KARACHI: The financial market dealing with foreign exchange is tense on reports about the expected higher dollar outflows.

Sources in the financial sector not willing to be quoted said the State Bank of Pakistan (SBP) is currently burdened with arranging $1.8 billion for repayment of a Chinese loan due in March.

“The Ministry of Finance has yet not provided local currency equivalent to $1.8bn to the State Bank for making payment to China,” said the informed sources in the finance ministry.

Despite higher outflows of profits and dividends on foreign investments during the first seven months of the current fiscal year, the stuck-up amount is more than what had been repatriated.

Sources said the local currency against $800 million has been provided but the central bank is reluctant to repatriate this amount.

The SBP has been striving to maintain its foreign exchange reserves above $8bn to ensure exchange rate stability. However, several repayments are in queue for debt servicing, profits outflows and other dues.

Pakistan facing a serious balance of payments crisis successfully managed repayment obligations in the first half of the current fiscal year.

During the first seven months of FY24, the current account deficit was $1bn against $3.8bn in the same period of last year. However, the increasing imports could widen the CAD to a much higher level till the end of this fiscal year on June 30.

The imports are bound to increase by more than 50pc in the remaining months of the FY24 as per the IMF condition.

“The problem is that the IMF likes to see the reserves of the State Bank at $9bn at the end of this fiscal year, but the inflows and outflows have lost the balance,” said a senior analyst.

Financial sector experts said the country has no clue how to raise dollars from anywhere except the International Monetary Fund (IMF) and other lending agencies. However, convincing the lenders for more loans would not be easy. For a new coalition government in Islamabad, it would be hard to accept the expected tougher conditions of the IMF. For example, checking the inflation, which is still on average around 28.7pc, the interest rate may not be reduced. The high cost of capital would greatly hit the growth as the economy contracted in FY23 and a meagre projection of 2pc was made for FY24.

Trade and industry have been shouting for a year that they have lost competitiveness with such a high rate of interest along with regular increases in electricity and gas prices.

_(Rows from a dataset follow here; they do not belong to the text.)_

use serde::{Deserialize, Serialize};

/// Request body for `POST /api/image`.
#[derive(Debug, Clone, PartialEq, Eq, Serialize, Deserialize)]
pub struct ImageRequest {
    /// Description of the image to generate.
    pub prompt: String,
}

impl ImageRequest {
    /// Creates a new image generation request.
    pub fn new(prompt: impl Into<String>) -> Self {
        Self {
            prompt: prompt.into(),
        }
    }
}
use serde::{Deserialize, Serialize};

use crate::error::{Error, Result};
use crate::types::ReplyStatus;

/// Wire shape of a `GET /api/model` response: the currently selected
/// model's display name.
#[derive(Debug, Clone, PartialEq, Eq, Serialize, Deserialize)]
pub struct ModelReply {
    /// Success/error marker.
    pub status: ReplyStatus,

    /// Display name of the current model, present on success.
    #[serde(default, skip_serializing_if = "Option::is_none")]
    pub model_name: Option<String>,

    /// Error message, present on failure.
    #[serde(default, skip_serializing_if = "Option::is_none")]
    pub message: Option<String>,
}

impl ModelReply {
    /// Collapses the status envelope into the model name or an error.
    pub fn into_name(self) -> Result<String> {
        if !self.status.is_success() {
            return Err(Error::backend(
                self.message
                    .unwrap_or_else(|| "unspecified bridge error".to_string()),
            ));
        }
        self.model_name.ok_or_else(|| {
            Error::serialization("model reply marked success but missing model_name", None)
        })
    }
}

#[cfg(test)]
mod tests {
    use super::*;

    #[test]
    fn success_reply() {
        let json = serde_json::json!({ "status": "success", "model_name": "Qwen3-Plus" });
        let reply: ModelReply = serde_json::from_value(json).unwrap();
        assert_eq!(reply.into_name().unwrap(), "Qwen3-Plus");
    }
}
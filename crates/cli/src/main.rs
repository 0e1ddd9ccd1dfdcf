//! Rewind CLI - rewind command

use clap::{Parser, Subcommand};
use owo_colors::OwoColorize;
use rewind_cli::cmd;
use std::path::PathBuf;
use std::process::ExitCode;
use tracing_subscriber::EnvFilter;

/// Rewind - point-in-time versioning for a directory tree
#[derive(Parser)]
#[command(name = "rewind")]
#[command(author, version, about, long_about = None)]
struct Cli {
    #[command(subcommand)]
    command: Commands,
}

#[derive(Subcommand)]
enum Commands {
    /// Create (or verify) a metadata store
    Init {
        /// Metadata store path
        db: PathBuf,
    },
    /// Watch a directory and capture every change until interrupted
    Start {
        /// Directory to watch
        dir: PathBuf,
        /// Metadata store path
        db: PathBuf,
        /// Directory holding snapshot files
        snapshot_dir: PathBuf,
    },
    /// Stop the watcher running against a metadata store
    Stop {
        /// Metadata store path
        db: Option<PathBuf>,
    },
    /// Show timeline events, newest first
    Timeline {
        /// Metadata store path
        db: PathBuf,
        /// Branch (default: active branch)
        branch: Option<String>,
    },
    /// Show the tracked files as of a timestamp
    Goto {
        /// Metadata store path
        db: PathBuf,
        /// Timestamp (YYYY-MM-DD-HH:MM:SS)
        timestamp: String,
        /// Branch (default: active branch)
        branch: Option<String>,
    },
    /// Rewrite live files to their state at a timestamp
    Restore {
        /// Metadata store path
        db: PathBuf,
        /// Timestamp (YYYY-MM-DD-HH:MM:SS)
        timestamp: String,
        /// Directory holding snapshot files
        snapshot_dir: PathBuf,
        /// Branch (default: active branch)
        branch: Option<String>,
    },
    /// Show files added, deleted or modified between two timestamps
    Diff {
        /// Metadata store path
        db: PathBuf,
        /// Earlier timestamp
        t1: String,
        /// Later timestamp
        t2: String,
        /// Branch (default: active branch)
        branch: Option<String>,
    },
    /// Create a branch
    Branch {
        /// Metadata store path
        db: PathBuf,
        /// Branch name
        name: String,
    },
    /// Make a branch the active one
    Switch {
        /// Metadata store path
        db: PathBuf,
        /// Branch name
        name: String,
    },
    /// List branches
    Branches {
        /// Metadata store path
        db: PathBuf,
    },
    /// Show the recorded history of one file
    Log {
        /// Metadata store path
        db: PathBuf,
        /// File path
        path: PathBuf,
        /// Branch (default: active branch)
        branch: Option<String>,
    },
    /// Show system configuration
    Config {
        /// Print the effective configuration
        #[arg(long, conflicts_with = "get")]
        list: bool,
        /// Print one value (e.g. capture.workers)
        #[arg(long, value_name = "KEY")]
        get: Option<String>,
    },
}

#[tokio::main]
async fn main() -> ExitCode {
    // Logs go to stderr; stdout carries command output
    tracing_subscriber::fmt()
        .with_env_filter(
            EnvFilter::try_from_default_env().unwrap_or_else(|_| EnvFilter::new("info")),
        )
        .with_writer(std::io::stderr)
        .init();

    let cli = match Cli::try_parse() {
        Ok(cli) => cli,
        Err(e) => {
            let _ = e.print();
            // Help and version are not errors
            return if e.use_stderr() {
                ExitCode::FAILURE
            } else {
                ExitCode::SUCCESS
            };
        }
    };

    let result = match cli.command {
        Commands::Init { db } => cmd::init::run(&db).await,
        Commands::Start { dir, db, snapshot_dir } => {
            cmd::start::run(&dir, &db, &snapshot_dir).await
        }
        Commands::Stop { db } => cmd::stop::run(db.as_deref()).await,
        Commands::Timeline { db, branch } => cmd::timeline::run(&db, branch).await,
        Commands::Goto { db, timestamp, branch } => cmd::goto::run(&db, &timestamp, branch).await,
        Commands::Restore { db, timestamp, snapshot_dir, branch } => {
            cmd::restore::run(&db, &timestamp, &snapshot_dir, branch).await
        }
        Commands::Diff { db, t1, t2, branch } => cmd::diff::run(&db, &t1, &t2, branch).await,
        Commands::Branch { db, name } => cmd::branch::create(&db, &name).await,
        Commands::Switch { db, name } => cmd::branch::switch(&db, &name).await,
        Commands::Branches { db } => cmd::branch::list(&db).await,
        Commands::Log { db, path, branch } => cmd::log::run(&db, &path, branch).await,
        Commands::Config { list, get } => cmd::config::run(list, get).await,
    };

    match result {
        Ok(()) => ExitCode::SUCCESS,
        Err(e) => {
            eprintln!("{} {:#}", "Error:".red().bold(), e);
            ExitCode::FAILURE
        }
    }
}
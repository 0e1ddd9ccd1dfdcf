//! Start watching a directory in the foreground

use anyhow::Result;
use std::path::Path;

pub async fn run(dir: &Path, db: &Path, snapshot_dir: &Path) -> Result<()> {
    let config = crate::system_config::load();
    crate::daemon::run(dir, db, snapshot_dir, config).await
}
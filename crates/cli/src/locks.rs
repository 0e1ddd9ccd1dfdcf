//! Lock file management for watcher exclusivity
//!
//! `start` holds `<db>.lock` (flock + JSON `{pid, started_at}`) for as long
//! as it runs; `stop` reads the pid from it.

use anyhow::{Context, Result};
use serde::{Deserialize, Serialize};
use std::fs::{File, OpenOptions};
use std::io::{Read, Seek, SeekFrom, Write};
use std::path::{Path, PathBuf};

/// Daemon lock file structure
pub struct DaemonLock {
    path: PathBuf,
    #[allow(dead_code)]
    file: File,
}

/// Lock file content
#[derive(Debug, Clone, Serialize, Deserialize)]
pub struct LockContent {
    pub pid: u32,
    pub started_at: u64,
}

impl DaemonLock {
    /// Acquire exclusive daemon lock
    ///
    /// Returns error if:
    /// - Lock is already held by a running process
    /// - Permission denied
    pub fn acquire(lock_path: &Path) -> Result<Self> {
        if let Some(parent) = lock_path.parent().filter(|p| !p.as_os_str().is_empty()) {
            std::fs::create_dir_all(parent)
                .with_context(|| format!("Failed to create {}", parent.display()))?;
        }

        let mut file = OpenOptions::new()
            .create(true)
            .truncate(false)
            .read(true)
            .write(true)
            .open(lock_path)
            .with_context(|| format!("Failed to open lock file {}", lock_path.display()))?;

        // Try to acquire exclusive lock (non-blocking)
        if !try_flock_exclusive(&file)? {
            if Self::is_stale_lock(&mut file) {
                tracing::warn!("Removing stale lock {}", lock_path.display());
                drop(file);
                std::fs::remove_file(lock_path)?;
                return Self::acquire(lock_path);
            }

            let holder = Self::read_lock_content(&mut file)
                .map(|content| format!(" (pid {})", content.pid))
                .unwrap_or_default();
            anyhow::bail!("Watcher already running{}; lock held at {}", holder, lock_path.display());
        }

        Self::write_lock_content(&mut file)?;

        Ok(Self {
            path: lock_path.to_path_buf(),
            file,
        })
    }

    pub fn path(&self) -> &Path {
        &self.path
    }

    /// Read the content of a lock file, `None` if there is no lock file
    pub fn read(lock_path: &Path) -> Result<Option<LockContent>> {
        let mut file = match File::open(lock_path) {
            Ok(file) => file,
            Err(e) if e.kind() == std::io::ErrorKind::NotFound => return Ok(None),
            Err(e) => {
                return Err(e)
                    .with_context(|| format!("Failed to open lock file {}", lock_path.display()))
            }
        };
        Self::read_lock_content(&mut file).map(Some)
    }

    /// Check if lock file represents a stale lock
    fn is_stale_lock(file: &mut File) -> bool {
        match Self::read_lock_content(file) {
            Ok(content) => !is_process_alive(content.pid),
            // Holder may still be writing its pid
            Err(_) => false,
        }
    }

    /// Write lock content (PID + timestamp)
    fn write_lock_content(file: &mut File) -> Result<()> {
        let content = LockContent {
            pid: std::process::id(),
            started_at: current_timestamp_ms(),
        };

        let serialized =
            serde_json::to_string(&content).context("Failed to serialize lock content")?;

        file.set_len(0)?;
        file.seek(SeekFrom::Start(0))?;
        file.write_all(serialized.as_bytes())?;
        file.sync_all()?;
        Ok(())
    }

    fn read_lock_content(file: &mut File) -> Result<LockContent> {
        file.seek(SeekFrom::Start(0))?;
        let mut contents = String::new();
        file.read_to_string(&mut contents)?;
        let content: LockContent =
            serde_json::from_str(&contents).context("Failed to deserialize lock content")?;
        Ok(content)
    }
}

impl Drop for DaemonLock {
    fn drop(&mut self) {
        let _ = std::fs::remove_file(&self.path);
    }
}

/// Try to acquire exclusive file lock (non-blocking)
fn try_flock_exclusive(file: &File) -> Result<bool> {
    use nix::fcntl::{flock, FlockArg};
    use std::os::unix::io::AsRawFd;

    match flock(file.as_raw_fd(), FlockArg::LockExclusiveNonblock) {
        Ok(_) => Ok(true),
        Err(nix::errno::Errno::EWOULDBLOCK) => Ok(false),
        Err(e) => Err(e.into()),
    }
}

/// Check if process is alive
pub fn is_process_alive(pid: u32) -> bool {
    use nix::sys::signal::kill;
    use nix::unistd::Pid;

    // Signal 0 checks existence without delivering anything
    match kill(Pid::from_raw(pid as i32), None) {
        Ok(_) => true,
        Err(nix::errno::Errno::ESRCH) => false,
        Err(_) => true,
    }
}

/// Get current timestamp in milliseconds
fn current_timestamp_ms() -> u64 {
    std::time::SystemTime::now()
        .duration_since(std::time::UNIX_EPOCH)
        .map(|d| d.as_millis() as u64)
        .unwrap_or(0)
}

#[cfg(test)]
mod tests {
    use super::*;
    use tempfile::TempDir;

    #[test]
    fn test_lock_records_pid_and_is_removed_on_drop() -> Result<()> {
        let temp_dir = TempDir::new()?;
        let lock_path = temp_dir.path().join("meta.db.lock");

        let lock = DaemonLock::acquire(&lock_path)?;
        assert_eq!(lock.path(), lock_path);

        let content = DaemonLock::read(&lock_path)?.expect("lock content");
        assert_eq!(content.pid, std::process::id());
        assert!(content.started_at > 0);

        drop(lock);
        assert!(!lock_path.exists());
        assert!(DaemonLock::read(&lock_path)?.is_none());
        Ok(())
    }

    #[test]
    fn test_second_acquire_fails_while_held() -> Result<()> {
        let temp_dir = TempDir::new()?;
        let lock_path = temp_dir.path().join("meta.db.lock");

        let _lock = DaemonLock::acquire(&lock_path)?;
        let err = DaemonLock::acquire(&lock_path).err().expect("second acquire must fail");
        assert!(err.to_string().contains("already running"));
        Ok(())
    }

    #[test]
    fn test_unlocked_leftover_file_is_reused() -> Result<()> {
        let temp_dir = TempDir::new()?;
        let lock_path = temp_dir.path().join("meta.db.lock");
        std::fs::write(&lock_path, r#"{"pid":1,"started_at":1}"#)?;

        let _lock = DaemonLock::acquire(&lock_path)?;
        let content = DaemonLock::read(&lock_path)?.expect("lock content");
        assert_eq!(content.pid, std::process::id());
        Ok(())
    }

    #[test]
    fn test_current_process_is_alive() {
        assert!(is_process_alive(std::process::id()));
    }
}
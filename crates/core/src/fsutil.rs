//! Crash-safe file helpers

use crate::error::{IoContext, Result, RewindError};
use std::fs;
use std::io::Write;
use std::path::{Component, Path, PathBuf};

/// Write `data` to `target`, failing if `target` already exists.
///
/// The bytes go to a temporary file in `tmp_dir` first, are fsynced, and are
/// then hard-linked into place. Linking refuses to replace an existing file,
/// so a published target is never overwritten and never observed half-written.
/// `tmp_dir` must be on the same filesystem as `target`.
pub fn atomic_create(tmp_dir: &Path, target: &Path, data: &[u8]) -> Result<()> {
    fs::create_dir_all(tmp_dir)
        .io_context(|| format!("Failed to create {}", tmp_dir.display()))?;

    let temp_path = tmp_dir.join(uuid::Uuid::new_v4().to_string());

    let write_temp = || -> std::io::Result<()> {
        let mut temp_file = fs::File::create(&temp_path)?;
        temp_file.write_all(data)?;
        temp_file.sync_all()
    };
    if let Err(e) = write_temp() {
        let _ = fs::remove_file(&temp_path);
        return Err(RewindError::io(
            format!("Failed to write {}", temp_path.display()),
            e,
        ));
    }

    if let Some(parent) = target.parent() {
        fs::create_dir_all(parent)
            .io_context(|| format!("Failed to create {}", parent.display()))?;
    }

    let linked = fs::hard_link(&temp_path, target);
    let _ = fs::remove_file(&temp_path);
    linked.io_context(|| format!("Failed to publish {}", target.display()))?;

    // Fsync parent directory for durability
    if let Some(parent) = target.parent() {
        if let Ok(dir) = fs::File::open(parent) {
            let _ = dir.sync_all();
        }
    }

    Ok(())
}

/// Turn an absolute path into a relative one by dropping the root and any
/// prefix, so it can be re-rooted under another directory.
///
/// `..` components are dropped as well; the result never escapes its new root.
pub fn strip_root(path: &Path) -> PathBuf {
    path.components()
        .filter_map(|component| match component {
            Component::Normal(part) => Some(part),
            _ => None,
        })
        .collect()
}
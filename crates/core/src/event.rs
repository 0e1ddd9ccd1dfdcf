//! Filesystem change notifications
//!
//! The watcher produces these; change capture consumes them with a single
//! `match` over the variant.

use std::path::{Path, PathBuf};

/// Path carried by a filesystem event.
#[derive(Debug, Clone, PartialEq, Eq, Hash)]
pub struct EventPath {
    pub path: PathBuf,
    pub is_dir: bool,
}

/// A raw filesystem change.
#[derive(Debug, Clone, PartialEq, Eq, Hash)]
pub enum FsEvent {
    Created(EventPath),
    Modified(EventPath),
    Deleted(EventPath),
}

impl FsEvent {
    pub fn created(path: impl Into<PathBuf>) -> Self {
        Self::Created(EventPath::file(path))
    }

    pub fn modified(path: impl Into<PathBuf>) -> Self {
        Self::Modified(EventPath::file(path))
    }

    pub fn deleted(path: impl Into<PathBuf>) -> Self {
        Self::Deleted(EventPath::file(path))
    }

    /// Mark the event as concerning a directory.
    pub fn into_dir(self) -> Self {
        match self {
            Self::Created(p) => Self::Created(EventPath { is_dir: true, ..p }),
            Self::Modified(p) => Self::Modified(EventPath { is_dir: true, ..p }),
            Self::Deleted(p) => Self::Deleted(EventPath { is_dir: true, ..p }),
        }
    }

    fn target(&self) -> &EventPath {
        match self {
            Self::Created(p) | Self::Modified(p) | Self::Deleted(p) => p,
        }
    }

    pub fn path(&self) -> &Path {
        &self.target().path
    }

    pub fn is_dir(&self) -> bool {
        self.target().is_dir
    }

    /// Short label for logs.
    pub fn label(&self) -> &'static str {
        match self {
            Self::Created(_) => "created",
            Self::Modified(_) => "modified",
            Self::Deleted(_) => "deleted",
        }
    }
}

impl EventPath {
    pub fn file(path: impl Into<PathBuf>) -> Self {
        Self {
            path: path.into(),
            is_dir: false,
        }
    }
}
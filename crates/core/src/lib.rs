//! Rewind Core - storage primitives for the rewind versioning engine
//!
//! This crate provides the foundational layer shared by the journal,
//! watcher and CLI crates:
//! - BLAKE3 content hashing
//! - Second-granularity, sortable timestamps
//! - Filesystem change events
//! - The snapshot content store
//! - The error taxonomy used across the engine

pub mod error;
pub mod event;
pub mod fsutil;
pub mod hash;
pub mod snapshot;
pub mod timestamp;

// Re-export main types for convenience
pub use error::{ErrorKind, IoContext, Result, RewindError};
pub use event::{EventPath, FsEvent};
pub use hash::{hash_bytes, hash_file, ContentHash};
pub use snapshot::{SnapshotRef, SnapshotStore};
pub use timestamp::Timestamp;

“The industry has been suffering and would not offer more for exports but the political government will pay heavy cost of negative or low economic growth as it will generate unemployment on a large scale,” said Aamir Aziz, a manufacturer and exporter of textile finished products. Unemployment is one of the biggest problems, particularly for young skilled and unskilled people. About 0.9 million Pakistanis left the country in search of jobs in 2023.

Unconfirmed rollover

Reports that appeared in the media said that China has rolled over the $2bn loan, which Pakistan is required to repay in March, but the Ministry of Finance has not confirmed the development till the filing of this story.